The US Core Competency: Social Networking -- Not a Bakken Story

It is 753 miles from Shanghai, China, to Beijing, China. Ten hours by conventional rail; five hours by high-speed rail.

It is 700 miles from Washinton, DC, to Chicago, Illinois. Eighteen hours (at least) with Amtrak.

China recently set a passenger train speed record, 300 mph for a bullet train between Shanghai to Beijing.
The Beijing to Shanghai route has 24 stations and runs from Beijing's South railway station to a state-of-the-art facility beside Hongqiao airport in downtown Shanghai. The project costs £21bn and the high-speed link between Beijing and Shanghai is expected to double the capacity of the current line to 80 million passengers a year and halve travel time to five hours.

By 2013, China will have the world's most comprehensive high-speed railway network and 800 bullet trains. So far, China has 4,706 miles of high-speed railway, more than any other country, and by 2020 it expects to have 75,000 miles of railway, of which 10,000 miles will be high-speed rail.
Amtrak's advertised time from Washington, DC, to Chicago is 18 hours (including sixty stops), but generally takes longer because cargo trains have priority. Amtrak leases routes on private rail and must sit on sidings to allow cargo trains to pass. 

In 2020, when China will have 10,000 miles of high-speed rail, the US will still be filing environmental impact statements for high-speed rail.

However, in the advertising and social networking arenas, the US outpaces everyone.
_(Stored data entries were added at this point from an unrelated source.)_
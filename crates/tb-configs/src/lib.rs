//! # tb-configs
//!
//! Settings for the tribuna binaries, layered from an optional config
//! file and `TRIBUNA_*` environment variables (a `.env` file is honored
//! first). Every field has a default, so a bare checkout runs.

use serde::Deserialize;
use std::path::PathBuf;
use thiserror::Error;
use tracing::debug;

#[derive(Error, Debug)]
pub enum ConfigError {
    #[error("configuration error: {0}")]
    Load(#[from] config::ConfigError),
}

#[derive(Debug, Clone, PartialEq, Eq, Deserialize)]
#[serde(default)]
pub struct Settings {
    /// Directory the file backend keeps its collection files in.
    pub data_dir: PathBuf,
    /// Redirect target when a gate finds no session.
    pub login_target: String,
    /// Redirect target when a session lacks the required role.
    pub fallback_target: String,
    /// Usernames granted the admin role by the default resolver.
    pub admin_users: Vec<String>,
}

impl Default for Settings {
    fn default() -> Self {
        Self {
            data_dir: PathBuf::from("data"),
            login_target: "login".to_string(),
            fallback_target: "home".to_string(),
            admin_users: vec!["admin".to_string()],
        }
    }
}

impl Settings {
    /// Loads `config/tribuna.{toml,yaml,...}` if present, then applies
    /// `TRIBUNA_*` environment overrides (lists are comma-separated).
    pub fn load() -> Result<Self, ConfigError> {
        dotenvy::dotenv().ok();

        let settings: Settings = config::Config::builder()
            .add_source(config::File::with_name("config/tribuna").required(false))
            .add_source(
                config::Environment::with_prefix("TRIBUNA")
                    .try_parsing(true)
                    .list_separator(","),
            )
            .build()?
            .try_deserialize()?;

        debug!(?settings, "settings loaded");
        Ok(settings)
    }
}

#[cfg(test)]
mod tests {
    use super::*;

    #[test]
    fn defaults_cover_a_bare_checkout() {
        let settings = Settings::default();
        assert_eq!(settings.data_dir, PathBuf::from("data"));
        assert_eq!(settings.login_target, "login");
        assert_eq!(settings.fallback_target, "home");
        assert_eq!(settings.admin_users, vec!["admin".to_string()]);
    }

    #[test]
    fn file_values_override_defaults_field_by_field() {
        let settings: Settings = config::Config::builder()
            .add_source(config::File::from_str(
                r#"
                login_target = "signin"
                admin_users = ["admin", "root"]
                "#,
                config::FileFormat::Toml,
            ))
            .build()
            .unwrap()
            .try_deserialize()
            .unwrap();

        assert_eq!(settings.login_target, "signin");
        assert_eq!(settings.admin_users, vec!["admin".to_string(), "root".to_string()]);
        // Untouched fields keep their defaults.
        assert_eq!(settings.fallback_target, "home");
        assert_eq!(settings.data_dir, PathBuf::from("data"));
    }
}
//! tribuna/crates/tb-core/src/lib.rs
//!
//! The central domain models and interface definitions for tribuna.

pub mod error;
pub mod models;
pub mod traits;

// Re-exporting for easier access in other crates
pub use error::*;
pub use models::*;
pub use traits::*;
Google is trying to buy a Groupon, a new social networking start-up, for $6 billion but apparently that is not enough to seal the deal.

2 comments:

  1. i personally went form chicago to DC in feb of 2006 on Amtrak. By the time we arrived in Pittsburg, Pa. we were so far behind schedule the placed approx 35 of us on a Commerical bus carrier and buses us to DC, so we could catch the next connect from NY to florida..I think it is a crying shame the way our passanger RR service and speed of travel is in this country.. i would be will to bet the service was better in WW2 then it is today.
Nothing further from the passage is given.